7th-century Irish saint and abbot of Rahan

Mo Chutu mac Fínaill (died 14 May 637), also known as Mochuda, Carthach or Carthach the Younger (a name Latinized as Carthagus and Anglicized as Carthage /'kɑːrT@dZ/), was abbot of Rahan, County Offaly, and subsequently, founder and first abbot of Lismore (Les Mór Mo Chutu), County Waterford. The saint's Life has come down in several Irish and Latin recensions, which appear to derive from a Latin original written in the 11th or 12th century.

==Life==
Through his father, Fínall Fíngein, Mo Chutu belonged to the Ciarraige Luachra, while his mother, Finmed, was of the Corco Duibne. Notes added to the Félire Óengusso (the Martyrology of Óengus) claim that his foster father was Carthach mac Fianáin, that is Carthach the Elder, whose period of activity can be assigned to the late 6th century.

Mo Chutu first became abbot of Rahan, a monastery which lay in the territory of the southern Uí Néill. He composed a rule for his monks, an Irish metrical poem of 580 lines, divided into nine separate sections, a notable literary relic of the early Irish Church.

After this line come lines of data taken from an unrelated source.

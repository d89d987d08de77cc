//! CSV-backed record store
//!
//! Loads the vitals table from a flat CSV file and persists it back with a
//! full truncating rewrite on every upsert. The store assumes exclusive
//! single-process access; there is no locking or partial-write protection.

use std::fs::File;
use std::path::PathBuf;

use thiserror::Error;
use tracing::{debug, info};

use crate::config::{StoreConfig, COLUMNS};
use crate::models::{Table, Upserted, VitalRecord};

/// Store error types. Write failures are reported to the user and the
/// session continues; they never crash the process.
#[derive(Debug, Error)]
pub enum StoreError {
    #[error("unable to read vitals file {}: {source}", path.display())]
    Read {
        path: PathBuf,
        #[source]
        source: csv::Error,
    },

    #[error("unable to write vitals file {}: {source}", path.display())]
    Write {
        path: PathBuf,
        #[source]
        source: csv::Error,
    },
}

/// Result type for store operations
pub type StoreResult<T> = Result<T, StoreError>;

/// Flat-file store for the vitals table.
pub struct CsvStore {
    config: StoreConfig,
}

impl CsvStore {
    pub fn new(config: StoreConfig) -> Self {
        Self { config }
    }

    pub fn config(&self) -> &StoreConfig {
        &self.config
    }

    /// Load the persisted table. A missing file is created header-only on
    /// the spot so subsequent loads are idempotent.
    pub fn load(&self) -> StoreResult<Table> {
        let path = self.config.data_path();
        if !path.exists() {
            info!(path = %path.display(), "vitals file not found, creating it");
            let table = Table::new();
            self.persist(&table)?;
            return Ok(table);
        }

        let mut reader = csv::Reader::from_path(path).map_err(|source| StoreError::Read {
            path: path.to_path_buf(),
            source,
        })?;

        let mut table = Table::new();
        for row in reader.deserialize() {
            let record: VitalRecord = row.map_err(|source| StoreError::Read {
                path: path.to_path_buf(),
                source,
            })?;
            table.push(record);
        }
        debug!(records = table.len(), "loaded vitals table");
        Ok(table)
    }

    /// Insert-or-overwrite keyed by date, then persist the whole table.
    pub fn upsert(&self, record: VitalRecord) -> StoreResult<Upserted> {
        let date = record.date;
        let mut table = self.load()?;
        let outcome = table.upsert(record);
        self.persist(&table)?;
        info!(date = %date, outcome = ?outcome, "stored vitals record");
        Ok(outcome)
    }

    /// Truncating rewrite of the whole file, header first.
    fn persist(&self, table: &Table) -> StoreResult<()> {
        let path = self.config.data_path();
        let write_err = |source: csv::Error| StoreError::Write {
            path: path.to_path_buf(),
            source,
        };

        let file = File::create(path).map_err(|e| write_err(e.into()))?;
        let mut writer = csv::WriterBuilder::new()
            .has_headers(false)
            .from_writer(file);

        writer.write_record(&COLUMNS).map_err(write_err)?;
        for record in table.iter() {
            writer.serialize(record).map_err(write_err)?;
        }
        writer.flush().map_err(|e| write_err(csv::Error::from(e)))?;
        Ok(())
    }
}

#[cfg(test)]
mod tests {
    use super::*;
    use chrono::NaiveDate;

    fn store_in(dir: &tempfile::TempDir) -> CsvStore {
        CsvStore::new(StoreConfig::new(dir.path().join("vitals.csv")))
    }

    fn record(date: NaiveDate) -> VitalRecord {
        VitalRecord {
            date,
            bp_sys: 122,
            bp_dia: 78,
            pulse_rate: 64,
            weight: 181,
            temp: 98.6,
            notes: "morning reading".to_string(),
        }
    }

    #[test]
    fn test_first_load_creates_header_only_file() {
        let dir = tempfile::tempdir().unwrap();
        let store = store_in(&dir);

        let table = store.load().unwrap();
        assert!(table.is_empty());

        let contents = std::fs::read_to_string(store.config().data_path()).unwrap();
        assert_eq!(
            contents.trim_end(),
            "date,bp_sys,bp_dia,pulse_rate,weight,temp,notes"
        );

        // Loading again finds the file and stays empty.
        assert!(store.load().unwrap().is_empty());
    }

    #[test]
    fn test_upsert_then_load_round_trips() {
        let dir = tempfile::tempdir().unwrap();
        let store = store_in(&dir);
        let date = NaiveDate::from_ymd_opt(2024, 3, 9).unwrap();

        assert_eq!(store.upsert(record(date)).unwrap(), Upserted::Added);

        let table = store.load().unwrap();
        assert_eq!(table.len(), 1);
        assert_eq!(table.get_by_date(date).unwrap(), &record(date));
    }

    #[test]
    fn test_upsert_same_date_updates_instead_of_appending() {
        let dir = tempfile::tempdir().unwrap();
        let store = store_in(&dir);
        let date = NaiveDate::from_ymd_opt(2024, 3, 9).unwrap();

        store.upsert(record(date)).unwrap();
        let mut second = record(date);
        second.bp_sys = 140;
        second.notes = "evening reading".to_string();
        assert_eq!(store.upsert(second.clone()).unwrap(), Upserted::Updated);

        let table = store.load().unwrap();
        assert_eq!(table.len(), 1);
        assert_eq!(table.get_by_date(date).unwrap(), &second);
    }

    #[test]
    fn test_load_preserves_insertion_order() {
        let dir = tempfile::tempdir().unwrap();
        let store = store_in(&dir);
        let later = NaiveDate::from_ymd_opt(2024, 3, 9).unwrap();
        let earlier = NaiveDate::from_ymd_opt(2024, 3, 1).unwrap();

        store.upsert(record(later)).unwrap();
        store.upsert(record(earlier)).unwrap();

        let dates: Vec<NaiveDate> = store.load().unwrap().iter().map(|r| r.date).collect();
        assert_eq!(dates, vec![later, earlier]);
    }

    #[test]
    fn test_notes_with_delimiters_round_trip() {
        let dir = tempfile::tempdir().unwrap();
        let store = store_in(&dir);
        let date = NaiveDate::from_ymd_opt(2024, 3, 9).unwrap();

        let mut rec = record(date);
        rec.notes = "dizzy, saw \"spots\" after standing".to_string();
        store.upsert(rec.clone()).unwrap();

        let table = store.load().unwrap();
        assert_eq!(table.get_by_date(date).unwrap().notes, rec.notes);
    }

    #[test]
    fn test_unparsable_numeric_cells_coerce_to_zero() {
        let dir = tempfile::tempdir().unwrap();
        let path = dir.path().join("vitals.csv");
        std::fs::write(
            &path,
            "date,bp_sys,bp_dia,pulse_rate,weight,temp,notes\n\
             03/09/2024,n/a,78,64,181,oops,\n",
        )
        .unwrap();

        let store = CsvStore::new(StoreConfig::new(path));
        let table = store.load().unwrap();
        let rec = table
            .get_by_date(NaiveDate::from_ymd_opt(2024, 3, 9).unwrap())
            .unwrap();
        assert_eq!(rec.bp_sys, 0);
        assert_eq!(rec.temp, 0.0);
        assert_eq!(rec.bp_dia, 78);
    }
}
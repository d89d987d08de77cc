//! Vitals table
//!
//! Insertion-ordered collection of vital records, the in-memory image of the
//! persisted file. Records are keyed by date; upsert overwrites in place.

use chrono::NaiveDate;

use super::VitalRecord;

/// Outcome of an upsert, so callers can phrase their confirmation.
#[derive(Debug, Clone, Copy, PartialEq, Eq)]
pub enum Upserted {
    Added,
    Updated,
}

/// The vitals table. Order is insertion order, not date order.
#[derive(Debug, Clone, Default)]
pub struct Table {
    records: Vec<VitalRecord>,
}

impl Table {
    pub fn new() -> Self {
        Self::default()
    }

    pub fn push(&mut self, record: VitalRecord) {
        self.records.push(record);
    }

    pub fn iter(&self) -> std::slice::Iter<'_, VitalRecord> {
        self.records.iter()
    }

    pub fn len(&self) -> usize {
        self.records.len()
    }

    pub fn is_empty(&self) -> bool {
        self.records.is_empty()
    }

    pub fn get_by_date(&self, date: NaiveDate) -> Option<&VitalRecord> {
        self.records.iter().find(|r| r.date == date)
    }

    /// Insert-or-overwrite keyed by date. An existing record keeps its
    /// position; only the non-date fields are replaced.
    pub fn upsert(&mut self, record: VitalRecord) -> Upserted {
        match self.records.iter_mut().find(|r| r.date == record.date) {
            Some(existing) => {
                existing.bp_sys = record.bp_sys;
                existing.bp_dia = record.bp_dia;
                existing.pulse_rate = record.pulse_rate;
                existing.weight = record.weight;
                existing.temp = record.temp;
                existing.notes = record.notes;
                Upserted::Updated
            }
            None => {
                self.records.push(record);
                Upserted::Added
            }
        }
    }
}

According to the Annals of Ulster, he was expelled from the monastery during the Easter season of 637. The incident has been connected with the Easter controversy, in which Irish churches were involved during the 7th century. Through his training in Munster, Mo Chutu may have been a supporter of the Roman system of calculation, which would have brought him into conflict with adherents of the 'Celtic' reckoning in Leinster.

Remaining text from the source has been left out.